The first new twist has people perform basically the same word-pair reading task while tethered to an electroencephalogram (EEG) machine that measures their brain waves.22 In a nutshell, here’s how EEG works. Electrodes (lots of them—as many as 256 but more often 32 or 64) are applied harmlessly to the scalp. The electrodes measure fluctuations in the electrical field, and the specific electrodes used in EEG experiments are sensitive enough to measure microvolts—one-millionth the voltage of your AA battery. A lot of things affect the electrical field measured by electrodes placed on the scalp, including passing airplanes, elevators, and even the muscles firing when a participant blinks. But it turns out that highly sensitive electrodes can detect something far more important to cognitive scientists: the activity of neurons. When a neuron fires, at the chemical level a bunch of ions flow into or out of it. And those ions carry electrical charge (those pluses and minuses attached to Ca2+ or Cl-). So when a nerve cell fires, the flow of ions affects the electrical field around it. And when thousands or millions of neurons oriented similarly and located close to each other fire at once, the electrical field change is strong enough for those sensitive scalp electrodes to measure.

Over many decades of research, neuroscientists have observed people performing hundreds of tasks while measuring their brain waves using EEG. And they’ve observed that certain types of behavior produce predictable changes in the measured electrical field. For instance, about four hundred milliseconds after you see a word, the electrical field centered over the top of your scalp deflects negatively. This is believed to index the process of interpreting the meaning of the word and integrating it into your ongoing understanding of the language you’re reading or hearing.23 Other components of the electrical signal relate to other specific behaviors and cognitive processes.

And so, when you wire people up to an EEG and have them read error-inducing word pairs, their brains produce different electrical signals, depending on what type of error they’re avoiding.24 A temptingly taboo pair like bunt call induces a stronger negative-going inflection over the center of the scalp about six hundred milliseconds after the prompt to speak, as compared with what happens when the same brain sees a neutral pair, like bunt hall. And this is true even when the person doesn’t actually commit a verbal error. This tells us that the brain is doing different things when successfully avoiding a taboo error versus a neutral one. It doesn’t reveal exactly what those different processes are—we only know for sure that neurons are firing differently—but it does tell us when that difference occurs.

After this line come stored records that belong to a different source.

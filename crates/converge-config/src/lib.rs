//! Credential and endpoint resolution
//!
//! Each setting is taken from the first source that provides it:
//! 1. An explicit value (command-line flag)
//! 2. Environment variable (`HCLOUD_TOKEN`, `HCLOUD_ENDPOINT`)
//! 3. Config file (`CONVERGE_CONFIG` or `~/.config/converge/config.yaml`)
//! 4. Built-in default (endpoint only)

pub mod error;

pub use error::*;

use serde::Deserialize;
use std::path::{Path, PathBuf};

pub const DEFAULT_ENDPOINT: &str = "https://api.hetzner.cloud/v1";

pub const TOKEN_ENV: &str = "HCLOUD_TOKEN";
pub const ENDPOINT_ENV: &str = "HCLOUD_ENDPOINT";
pub const CONFIG_PATH_ENV: &str = "CONVERGE_CONFIG";

/// Resolved API credentials
#[derive(Clone, PartialEq, Eq)]
pub struct Credentials {
    pub api_token: String,
    pub api_endpoint: String,
}

impl std::fmt::Debug for Credentials {
    fn fmt(&self, f: &mut std::fmt::Formatter<'_>) -> std::fmt::Result {
        f.debug_struct("Credentials")
            .field("api_token", &"<redacted>")
            .field("api_endpoint", &self.api_endpoint)
            .finish()
    }
}

/// Values supplied directly by the caller
#[derive(Debug, Clone, Default)]
pub struct CredentialSources {
    pub api_token: Option<String>,
    pub api_endpoint: Option<String>,
    pub config_path: Option<PathBuf>,
}

/// Contents of `config.yaml`
#[derive(Debug, Clone, Default, Deserialize)]
pub struct ConfigFile {
    #[serde(default)]
    pub api_token: Option<String>,
    #[serde(default)]
    pub api_endpoint: Option<String>,
}

impl ConfigFile {
    pub fn load(path: &Path) -> Result<Self> {
        let content = std::fs::read_to_string(path)?;
        serde_yaml::from_str(&content).map_err(|source| ConfigError::Parse {
            path: path.to_path_buf(),
            source,
        })
    }
}

/// Default config file location
pub fn default_config_path() -> Option<PathBuf> {
    dirs::config_dir().map(|dir| dir.join("converge").join("config.yaml"))
}

fn non_empty(value: Option<String>) -> Option<String> {
    value.filter(|v| !v.trim().is_empty())
}

fn env_value(key: &str) -> Option<String> {
    non_empty(std::env::var(key).ok())
}

/// Load the config file if one applies.
///
/// A path named explicitly (argument or `CONVERGE_CONFIG`) must exist;
/// the default location is optional.
fn load_config_file(explicit: Option<PathBuf>) -> Result<ConfigFile> {
    let explicit = explicit.or_else(|| env_value(CONFIG_PATH_ENV).map(PathBuf::from));

    if let Some(path) = explicit {
        if !path.exists() {
            return Err(ConfigError::FileNotFound(path));
        }
        tracing::debug!("Loading config from {}", path.display());
        return ConfigFile::load(&path);
    }

    match default_config_path() {
        Some(path) if path.exists() => {
            tracing::debug!("Loading config from {}", path.display());
            ConfigFile::load(&path)
        }
        _ => Ok(ConfigFile::default()),
    }
}

impl CredentialSources {
    pub fn resolve(self) -> Result<Credentials> {
        let explicit_token = non_empty(self.api_token).or_else(|| env_value(TOKEN_ENV));
        let explicit_endpoint = non_empty(self.api_endpoint).or_else(|| env_value(ENDPOINT_ENV));

        // The file is only consulted when something is still missing
        let file = if explicit_token.is_none() || explicit_endpoint.is_none() {
            load_config_file(self.config_path)?
        } else {
            ConfigFile::default()
        };

        let api_token = explicit_token
            .or_else(|| non_empty(file.api_token))
            .ok_or(ConfigError::MissingToken)?;
        let api_endpoint = explicit_endpoint
            .or_else(|| non_empty(file.api_endpoint))
            .unwrap_or_else(|| DEFAULT_ENDPOINT.to_string());

        Ok(Credentials {
            api_token,
            api_endpoint,
        })
    }
}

At six hundred milliseconds after the prompt to speak, people’s brain activity diverges, depending on the type of error that would be produced. This suggests that the brain is doing something different when you’re planning speech and not making taboo errors than when you’re planning speech and not making mundane errors.

But we want to know not only whether something different is happening in people’s brains and when but also what is happening. And because the human brain exhibits localization of function—as we saw in the last chapter, circuits located in different places execute different computations—knowing the location of the brain differences revealed by EEG could help us figure out what they mean. Unfortunately, it’s notoriously challenging to extract locational information from EEG; changes to the electrical field measured at a particular electrode aren’t necessarily due to the activity of neurons located directly below that electrode in the nearest piece of tissue. (The issue is complex, but it turns out that the direction the neurons are pointing matters, among other complicating factors.)f

The real issue is that this is a type of “inverse problem.” Here’s the basic idea. Even if you know what the output of a complex system is, tracking down its causes turns out to be impossible. This is because although the output is determined by the system, the system is complex enough that many different system behaviors could produce the same output. For more, see Baillet, S. (2014).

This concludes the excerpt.